Diagnosing the virtual data center cloud pt 1.

This post is the first in an ongoing series on techniques for diagnosing and resolving problems in a data center cloud based on the excellent Xen Cloud Platform package. Many thanks to Dave Scott of Citrix for lending his expertise to smoothing the little bumps in our cloud operation.

In this first example, we had taken the number 1 cloud down during the maintenance window for a major upgrade of the NFS storage servers (all storage for virtuals is provided by NFS servers over a dedicated storage network. The shared storage allows virtuals to be live migrated between hosts in the cloud.). On completion of the work, we restarted the NFS servers and verified they were running properly, then we started restoring the cloud with the pool manager first.

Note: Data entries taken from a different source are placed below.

//! Easing functions for animations

use serde::{Deserialize, Serialize};

/// Ease-in-out cubic function
#[inline]
pub fn ease_in_out(t: f32) -> f32 {
    if t < 0.5 {
        4.0 * t * t * t
    } else {
        1.0 - (-2.0 * t + 2.0).powi(3) / 2.0
    }
}

/// Ease-out cubic function
#[inline]
pub fn ease_out_cubic(t: f32) -> f32 {
    1.0 - (1.0 - t).powi(3)
}

/// Ease-in cubic function
#[inline]
pub fn ease_in_cubic(t: f32) -> f32 {
    t * t * t
}

/// Linear interpolation (no easing)
#[inline]
pub fn linear(t: f32) -> f32 {
    t
}

/// Easing curve selectable from JS options
#[derive(Clone, Copy, Debug, Default, PartialEq, Eq, Serialize, Deserialize)]
#[serde(rename_all = "camelCase")]
pub enum Easing {
    #[default]
    Linear,
    EaseInOutCubic,
    EaseOutCubic,
    EaseInCubic,
}

impl Easing {
    /// Map progress `t` (clamped to [0, 1]) through the curve
    pub fn apply(self, t: f32) -> f32 {
        let t = t.clamp(0.0, 1.0);
        match self {
            Easing::Linear => linear(t),
            Easing::EaseInOutCubic => ease_in_out(t),
            Easing::EaseOutCubic => ease_out_cubic(t),
            Easing::EaseInCubic => ease_in_cubic(t),
        }
    }
}
//! Numeric count-up handle

use gw_motion::CountUpOptions;
use gw_observers::{CountUpAnimator, Lifecycle};
use wasm_bindgen::prelude::*;
use web_sys::Element;

use crate::hal::{shared_hal, WebHal};
use crate::util::{invoke, parse_options, to_json};

#[wasm_bindgen]
pub struct CountUp {
    animator: CountUpAnimator<WebHal>,
}

#[wasm_bindgen]
impl CountUp {
    /// `options_json`: `{ "end": 250, "durationMs": 2000, "suffix": "+", ... }`
    #[wasm_bindgen(constructor)]
    pub fn new(options_json: &str) -> Result<CountUp, JsValue> {
        let options: CountUpOptions = parse_options(options_json)?;
        Ok(Self {
            animator: CountUpAnimator::new(shared_hal(), options),
        })
    }

    pub fn mount(&mut self) {
        self.animator.mount();
    }

    pub fn unmount(&mut self) {
        self.animator.unmount();
    }

    #[wasm_bindgen(getter = isMounted)]
    pub fn is_mounted(&self) -> bool {
        self.animator.is_mounted()
    }

    pub fn bind(&mut self, target: Option<Element>) {
        self.animator.bind(target);
    }

    pub fn configure(&mut self, options_json: &str) -> Result<(), JsValue> {
        let options: CountUpOptions = parse_options(options_json)?;
        self.animator.configure(options);
        Ok(())
    }

    #[wasm_bindgen(getter)]
    pub fn value(&self) -> f64 {
        self.animator.value()
    }

    /// Value with prefix, separators, decimals and suffix applied
    #[wasm_bindgen(getter)]
    pub fn formatted(&self) -> String {
        self.animator.formatted()
    }

    #[wasm_bindgen(getter = isAnimating)]
    pub fn is_animating(&self) -> bool {
        self.animator.is_animating()
    }

    /// Current options as JSON
    pub fn options(&self) -> String {
        to_json(&self.animator.options())
    }

    /// `callback(value: number)`
    #[wasm_bindgen(js_name = onChange)]
    pub fn on_change(&self, callback: js_sys::Function) {
        self.animator
            .on_change(move |value| invoke(&callback, &JsValue::from_f64(*value)));
    }
}
//! Reduced-motion preference monitor

use std::cell::Cell;
use std::rc::Rc;

use gw_hal::{Hal, SubscriptionId};
use gw_motion::REDUCED_MOTION_QUERY;

use crate::{Lifecycle, Notifier};

struct MotionShared {
    reduced: Cell<bool>,
    on_change: Notifier<bool>,
}

impl MotionShared {
    fn update(&self, reduced: bool) {
        if self.reduced.replace(reduced) != reduced {
            self.on_change.notify(&reduced);
        }
    }
}

/// Tracks `(prefers-reduced-motion: reduce)`
///
/// Reports reduced motion until the query has been read, and keeps that
/// default when the host cannot evaluate media queries.
pub struct MotionPreferenceMonitor<H: Hal> {
    hal: Rc<H>,
    shared: Rc<MotionShared>,
    subscription: Option<SubscriptionId>,
    mounted: bool,
}

/// Read-only handle to a monitor's current preference
#[derive(Clone)]
pub struct MotionReader {
    shared: Rc<MotionShared>,
}

impl MotionReader {
    pub fn prefers_reduced_motion(&self) -> bool {
        self.shared.reduced.get()
    }
}

impl<H: Hal> MotionPreferenceMonitor<H> {
    pub fn new(hal: Rc<H>) -> Self {
        Self {
            hal,
            shared: Rc::new(MotionShared {
                reduced: Cell::new(true),
                on_change: Notifier::new(),
            }),
            subscription: None,
            mounted: false,
        }
    }

    pub fn prefers_reduced_motion(&self) -> bool {
        self.shared.reduced.get()
    }

    pub fn reader(&self) -> MotionReader {
        MotionReader {
            shared: Rc::clone(&self.shared),
        }
    }

    /// Called with the new preference whenever it changes
    pub fn on_change(&self, listener: impl Fn(&bool) + 'static) {
        self.shared.on_change.set(listener);
    }
}

impl<H: Hal> Lifecycle for MotionPreferenceMonitor<H> {
    fn mount(&mut self) {
        if self.mounted {
            return;
        }
        self.mounted = true;

        match self.hal.match_media(REDUCED_MOTION_QUERY) {
            Ok(reduced) => self.shared.update(reduced),
            Err(e) => {
                self.hal.debug_write(&format!(
                    "[motion] Media query unavailable ({:?}), keeping reduced motion",
                    e
                ));
                return;
            }
        }

        let weak = Rc::downgrade(&self.shared);
        let listener = Rc::new(move |reduced: bool| {
            if let Some(shared) = weak.upgrade() {
                shared.update(reduced);
            }
        });
        match self.hal.watch_media(REDUCED_MOTION_QUERY, listener) {
            Ok(id) => self.subscription = Some(id),
            Err(e) => self.hal.debug_write(&format!(
                "[motion] Failed to watch preference changes: {:?}",
                e
            )),
        }
    }

    fn unmount(&mut self) {
        if let Some(id) = self.subscription.take() {
            self.hal.unsubscribe(id);
        }
        self.mounted = false;
    }

    fn is_mounted(&self) -> bool {
        self.mounted
    }
}

impl<H: Hal> Drop for MotionPreferenceMonitor<H> {
    fn drop(&mut self) {
        self.unmount();
    }
}
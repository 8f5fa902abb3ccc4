//! `#[wasm_bindgen]` handles over the lifecycle controllers
//!
//! Every handle owns one controller bound to the shared [`WebHal`]. The JS
//! side calls `mount()` when its component mounts and `unmount()` (or
//! `free()`) when it goes away; options are JSON strings and snapshots are
//! returned as JSON.
//!
//! [`WebHal`]: crate::WebHal

use gw_hal::{Hal, HalError};
use gw_motion::{StaggerPlan, REDUCED_MOTION_QUERY};
use wasm_bindgen::prelude::*;

use crate::hal::shared_hal;
use crate::util::parse_options;

mod breakpoints;
mod count_up;
mod frame;
mod motion;
mod reveal;
mod route;
mod scroll;
mod swipe;
mod visibility;

pub use breakpoints::Breakpoints;
pub use count_up::CountUp;
pub use frame::FrameLoop;
pub use motion::MotionPreference;
pub use reveal::Reveal;
pub use route::RouteTransition;
pub use scroll::ScrollProgress;
pub use swipe::Swipe;
pub use visibility::Visibility;

/// Convert a HAL error for the JS boundary
pub fn hal_error(err: HalError) -> JsValue {
    JsValue::from_str(&format!("HAL error: {:?}", err))
}

/// One-shot read of the reduced-motion preference
///
/// Unlike `MotionPreference`, this reports a missing media query facility
/// as an error instead of assuming reduced motion.
#[wasm_bindgen(js_name = prefersReducedMotion)]
pub fn prefers_reduced_motion() -> Result<bool, JsValue> {
    shared_hal().match_media(REDUCED_MOTION_QUERY).map_err(hal_error)
}

/// Entrance delay (ms) of child `index` in a staggered group
///
/// `plan_json`: `{ "baseDelayMs": 0, "stepMs": 100 }`, empty for defaults
#[wasm_bindgen(js_name = staggerDelay)]
pub fn stagger_delay(plan_json: &str, index: u32) -> Result<u32, JsValue> {
    let plan: StaggerPlan = parse_options(plan_json)?;
    Ok(plan.delay_for(index))
}
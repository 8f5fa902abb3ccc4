//! Motion and layout state machines for the Groundwork site
//!
//! Everything in this crate is pure: no host access, no timers, no callbacks.
//! Each machine takes the observations its controller receives (a width, an
//! intersection entry, a frame timestamp, an elapsed timer) and returns the
//! derived state the presentational layer reads.
//!
//! - `viewport`: Breakpoint tiers derived from viewport width
//! - `visibility`: Intersection latch with freeze-once-visible
//! - `scroll`: Normalized scroll progress and indicator options
//! - `frame`: Frame clock that drops the first tick after activation
//! - `transition`: Reveal and route transition machines, easing curves
//! - `count_up`: Numeric counter interpolation and formatting
//! - `stagger`: Per-child entrance delays
//! - `input`: Swipe gesture classification

pub mod constants;
pub mod count_up;
pub mod frame;
pub mod input;
pub mod scroll;
pub mod stagger;
pub mod transition;
pub mod viewport;
pub mod visibility;

pub use constants::*;
pub use count_up::{format_number, CountUpOptions};
pub use frame::{FrameClock, FrameTick};
pub use input::{SwipeDirection, SwipeOptions, SwipeTracker, TouchGesture};
pub use scroll::{scroll_progress, ScrollIndicator, ScrollIndicatorOptions};
pub use stagger::StaggerPlan;
pub use transition::{
    Easing, RevealEvent, RevealMachine, RevealOptions, RevealPhase, RevealSnapshot,
    RouteTransition, RouteTransitionState,
};
pub use viewport::{Breakpoint, BreakpointSnapshot, BreakpointState};
pub use visibility::{IntersectionConfig, Threshold, VisibilityState};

The pool manager restarted fine, all the hosts started and joined the pool, everything looked normal until we started restoring virtuals.

Virtuals could be started on hosts 1 and 3, live migrated between 1 and 3, and live migrated from host 2s console, however, doing a live migrate didn’t even show host 2 as an option to migrate to. Uh oh.

The first useful command in this instance is xe diagnostic-vm-status. This command will show whether a particular virtual will run on every host in the cloud and if not, why not.

Second is to check xe host-list params=all for enabled and host-metrics-live both set to true. This verifies that the host is joined to the resource pool properly.

Third is to use xe pbd-list to verify that the storage repository is connected to the host. It was here that the problem came into focus. The NFS storage repository was showing attached to hosts 1 and 2 but not attached to host 3. Using the xe pbd-plug command allowed us to attach the NFS storage to host 3 and it worked perfectly, we could then migrate virtuals to host 3.

Subsequent test reboots of host 3 never produced another failure to attach the NFS storage, so I have no idea why it did it that one time. It’s now a prominent item on the cloud host restart checklist to verify.

And know you know how to get all the information you need to fix a host that XCP won’t allow you to migrate virtuals to!

Vern, SwiftWater Telecom